--- Work order ---
If a line of the listing below contains the string "QuoteSourceKind", count it, then give the total by itself.

--- Data records ---
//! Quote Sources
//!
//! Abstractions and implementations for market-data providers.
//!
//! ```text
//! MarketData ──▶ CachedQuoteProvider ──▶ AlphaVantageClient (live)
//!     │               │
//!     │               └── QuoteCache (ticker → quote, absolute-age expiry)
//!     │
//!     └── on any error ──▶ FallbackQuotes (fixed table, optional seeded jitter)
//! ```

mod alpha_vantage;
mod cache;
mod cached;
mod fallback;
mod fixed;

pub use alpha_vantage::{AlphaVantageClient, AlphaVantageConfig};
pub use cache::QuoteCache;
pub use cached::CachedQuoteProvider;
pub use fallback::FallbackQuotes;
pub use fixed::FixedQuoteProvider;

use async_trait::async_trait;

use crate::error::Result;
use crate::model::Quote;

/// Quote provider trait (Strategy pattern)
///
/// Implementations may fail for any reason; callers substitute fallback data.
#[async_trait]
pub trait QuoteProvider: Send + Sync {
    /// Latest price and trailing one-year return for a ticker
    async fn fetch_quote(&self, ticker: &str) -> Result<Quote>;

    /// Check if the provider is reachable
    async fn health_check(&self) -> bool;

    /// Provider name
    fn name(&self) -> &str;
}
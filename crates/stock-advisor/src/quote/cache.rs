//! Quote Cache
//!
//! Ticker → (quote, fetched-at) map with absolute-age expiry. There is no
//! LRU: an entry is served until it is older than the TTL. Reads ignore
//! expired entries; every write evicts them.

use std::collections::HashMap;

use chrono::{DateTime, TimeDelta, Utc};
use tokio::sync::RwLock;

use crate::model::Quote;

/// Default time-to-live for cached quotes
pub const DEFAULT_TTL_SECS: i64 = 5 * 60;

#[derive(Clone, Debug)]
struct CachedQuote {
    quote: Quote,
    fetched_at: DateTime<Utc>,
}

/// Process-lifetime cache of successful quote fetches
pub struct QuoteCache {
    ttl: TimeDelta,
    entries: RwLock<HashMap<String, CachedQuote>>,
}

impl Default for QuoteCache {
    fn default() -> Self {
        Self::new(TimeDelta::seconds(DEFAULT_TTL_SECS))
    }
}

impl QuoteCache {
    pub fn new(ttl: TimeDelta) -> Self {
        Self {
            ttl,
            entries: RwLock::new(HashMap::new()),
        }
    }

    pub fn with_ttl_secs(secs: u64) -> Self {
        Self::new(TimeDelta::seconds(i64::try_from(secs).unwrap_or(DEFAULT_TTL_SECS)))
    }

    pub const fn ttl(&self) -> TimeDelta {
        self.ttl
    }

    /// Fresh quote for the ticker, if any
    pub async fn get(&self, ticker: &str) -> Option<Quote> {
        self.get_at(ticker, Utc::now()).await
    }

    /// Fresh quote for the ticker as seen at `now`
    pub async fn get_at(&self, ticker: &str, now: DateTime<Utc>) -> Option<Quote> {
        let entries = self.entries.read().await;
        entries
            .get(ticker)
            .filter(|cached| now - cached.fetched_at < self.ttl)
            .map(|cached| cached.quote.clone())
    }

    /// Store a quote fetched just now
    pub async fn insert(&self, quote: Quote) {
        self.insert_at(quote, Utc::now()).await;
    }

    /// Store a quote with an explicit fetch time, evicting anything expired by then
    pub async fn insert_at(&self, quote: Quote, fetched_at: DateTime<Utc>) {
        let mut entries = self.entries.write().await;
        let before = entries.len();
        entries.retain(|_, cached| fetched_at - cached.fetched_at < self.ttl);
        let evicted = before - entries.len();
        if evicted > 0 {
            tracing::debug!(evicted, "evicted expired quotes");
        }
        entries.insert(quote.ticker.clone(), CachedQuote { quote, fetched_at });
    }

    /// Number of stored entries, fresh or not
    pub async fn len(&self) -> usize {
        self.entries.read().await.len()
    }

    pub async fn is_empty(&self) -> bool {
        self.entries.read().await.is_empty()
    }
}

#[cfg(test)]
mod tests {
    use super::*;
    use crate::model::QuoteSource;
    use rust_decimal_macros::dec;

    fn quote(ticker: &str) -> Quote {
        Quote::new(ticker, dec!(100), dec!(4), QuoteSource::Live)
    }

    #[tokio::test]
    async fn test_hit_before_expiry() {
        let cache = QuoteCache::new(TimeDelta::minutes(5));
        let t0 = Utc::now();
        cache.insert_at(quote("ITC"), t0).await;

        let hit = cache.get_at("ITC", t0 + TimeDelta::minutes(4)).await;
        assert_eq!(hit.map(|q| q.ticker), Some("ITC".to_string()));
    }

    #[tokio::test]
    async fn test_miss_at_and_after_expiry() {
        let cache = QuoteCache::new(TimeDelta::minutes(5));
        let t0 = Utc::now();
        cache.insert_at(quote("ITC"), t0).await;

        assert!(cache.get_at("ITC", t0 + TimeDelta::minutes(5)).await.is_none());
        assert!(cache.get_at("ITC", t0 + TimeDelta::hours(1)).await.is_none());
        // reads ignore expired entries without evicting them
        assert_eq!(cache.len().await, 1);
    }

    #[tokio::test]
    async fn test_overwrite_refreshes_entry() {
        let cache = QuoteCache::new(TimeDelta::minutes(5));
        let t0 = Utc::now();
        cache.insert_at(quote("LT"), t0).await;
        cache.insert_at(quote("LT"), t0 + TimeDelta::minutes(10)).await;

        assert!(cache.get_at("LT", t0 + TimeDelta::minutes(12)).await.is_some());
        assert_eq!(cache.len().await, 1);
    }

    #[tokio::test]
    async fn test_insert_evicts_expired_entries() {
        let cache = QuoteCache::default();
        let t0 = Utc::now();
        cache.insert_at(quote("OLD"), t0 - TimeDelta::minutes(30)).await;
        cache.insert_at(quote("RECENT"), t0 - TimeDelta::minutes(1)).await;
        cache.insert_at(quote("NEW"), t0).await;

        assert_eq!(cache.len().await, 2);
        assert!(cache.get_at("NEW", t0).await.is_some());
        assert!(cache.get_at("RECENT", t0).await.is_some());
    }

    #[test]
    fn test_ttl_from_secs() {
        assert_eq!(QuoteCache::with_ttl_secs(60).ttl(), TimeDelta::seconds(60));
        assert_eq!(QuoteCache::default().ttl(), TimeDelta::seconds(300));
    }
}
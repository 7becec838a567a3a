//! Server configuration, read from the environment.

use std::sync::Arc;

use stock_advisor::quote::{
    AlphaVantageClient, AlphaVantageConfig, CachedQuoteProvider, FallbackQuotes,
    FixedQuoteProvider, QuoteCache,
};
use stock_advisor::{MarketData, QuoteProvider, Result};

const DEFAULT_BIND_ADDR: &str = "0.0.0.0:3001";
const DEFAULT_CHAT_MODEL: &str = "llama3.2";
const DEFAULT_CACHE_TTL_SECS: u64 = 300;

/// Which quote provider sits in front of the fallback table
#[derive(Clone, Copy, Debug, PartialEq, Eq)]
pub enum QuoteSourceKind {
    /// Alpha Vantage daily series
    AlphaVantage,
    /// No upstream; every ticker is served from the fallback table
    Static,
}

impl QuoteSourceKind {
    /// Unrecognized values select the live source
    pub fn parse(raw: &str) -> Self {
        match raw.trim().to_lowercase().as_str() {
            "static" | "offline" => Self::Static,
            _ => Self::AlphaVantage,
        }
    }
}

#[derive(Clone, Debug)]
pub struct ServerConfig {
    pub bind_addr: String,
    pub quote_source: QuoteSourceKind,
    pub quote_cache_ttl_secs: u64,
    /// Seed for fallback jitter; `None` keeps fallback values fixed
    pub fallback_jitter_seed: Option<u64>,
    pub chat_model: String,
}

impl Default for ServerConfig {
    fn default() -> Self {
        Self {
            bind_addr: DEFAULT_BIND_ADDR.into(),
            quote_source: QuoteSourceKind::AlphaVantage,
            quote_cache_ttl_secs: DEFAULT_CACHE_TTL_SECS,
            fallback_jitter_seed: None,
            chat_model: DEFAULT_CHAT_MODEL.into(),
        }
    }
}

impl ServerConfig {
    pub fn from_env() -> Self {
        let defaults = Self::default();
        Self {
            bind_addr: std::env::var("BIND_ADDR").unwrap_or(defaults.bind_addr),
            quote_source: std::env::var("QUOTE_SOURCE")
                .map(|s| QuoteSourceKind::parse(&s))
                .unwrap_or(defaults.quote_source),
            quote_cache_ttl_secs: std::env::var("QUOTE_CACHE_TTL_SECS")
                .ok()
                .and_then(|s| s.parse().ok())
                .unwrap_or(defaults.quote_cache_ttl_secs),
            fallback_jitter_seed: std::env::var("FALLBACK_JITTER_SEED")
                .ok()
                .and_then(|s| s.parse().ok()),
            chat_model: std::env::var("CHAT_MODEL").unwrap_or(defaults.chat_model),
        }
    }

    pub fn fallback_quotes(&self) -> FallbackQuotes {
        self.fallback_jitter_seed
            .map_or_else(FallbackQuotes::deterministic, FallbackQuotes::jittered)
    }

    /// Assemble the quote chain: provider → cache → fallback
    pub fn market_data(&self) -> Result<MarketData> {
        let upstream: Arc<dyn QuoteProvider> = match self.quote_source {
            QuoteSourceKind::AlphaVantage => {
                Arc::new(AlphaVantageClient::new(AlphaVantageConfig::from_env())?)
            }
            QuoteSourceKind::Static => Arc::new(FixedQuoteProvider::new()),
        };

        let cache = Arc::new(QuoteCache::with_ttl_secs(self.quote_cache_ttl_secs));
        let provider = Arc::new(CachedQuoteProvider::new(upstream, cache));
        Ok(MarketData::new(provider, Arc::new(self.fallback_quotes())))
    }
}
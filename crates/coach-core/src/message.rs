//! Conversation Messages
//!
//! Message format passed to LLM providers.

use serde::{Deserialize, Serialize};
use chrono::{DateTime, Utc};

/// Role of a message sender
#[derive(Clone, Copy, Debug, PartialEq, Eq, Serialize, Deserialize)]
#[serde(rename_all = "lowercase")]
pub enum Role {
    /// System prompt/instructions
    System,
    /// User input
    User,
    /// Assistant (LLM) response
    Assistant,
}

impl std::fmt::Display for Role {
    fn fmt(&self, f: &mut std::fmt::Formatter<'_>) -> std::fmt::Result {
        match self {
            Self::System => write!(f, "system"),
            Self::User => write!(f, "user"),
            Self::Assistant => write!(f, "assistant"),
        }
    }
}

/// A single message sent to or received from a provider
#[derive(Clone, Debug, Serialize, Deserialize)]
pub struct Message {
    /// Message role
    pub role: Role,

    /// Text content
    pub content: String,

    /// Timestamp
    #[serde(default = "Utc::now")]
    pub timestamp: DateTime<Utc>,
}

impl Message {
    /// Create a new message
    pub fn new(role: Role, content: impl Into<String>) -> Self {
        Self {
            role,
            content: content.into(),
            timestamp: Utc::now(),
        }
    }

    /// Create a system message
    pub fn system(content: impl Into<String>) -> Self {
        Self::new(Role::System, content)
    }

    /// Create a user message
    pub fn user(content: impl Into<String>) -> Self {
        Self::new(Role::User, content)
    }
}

--- Solution to this problem ---
7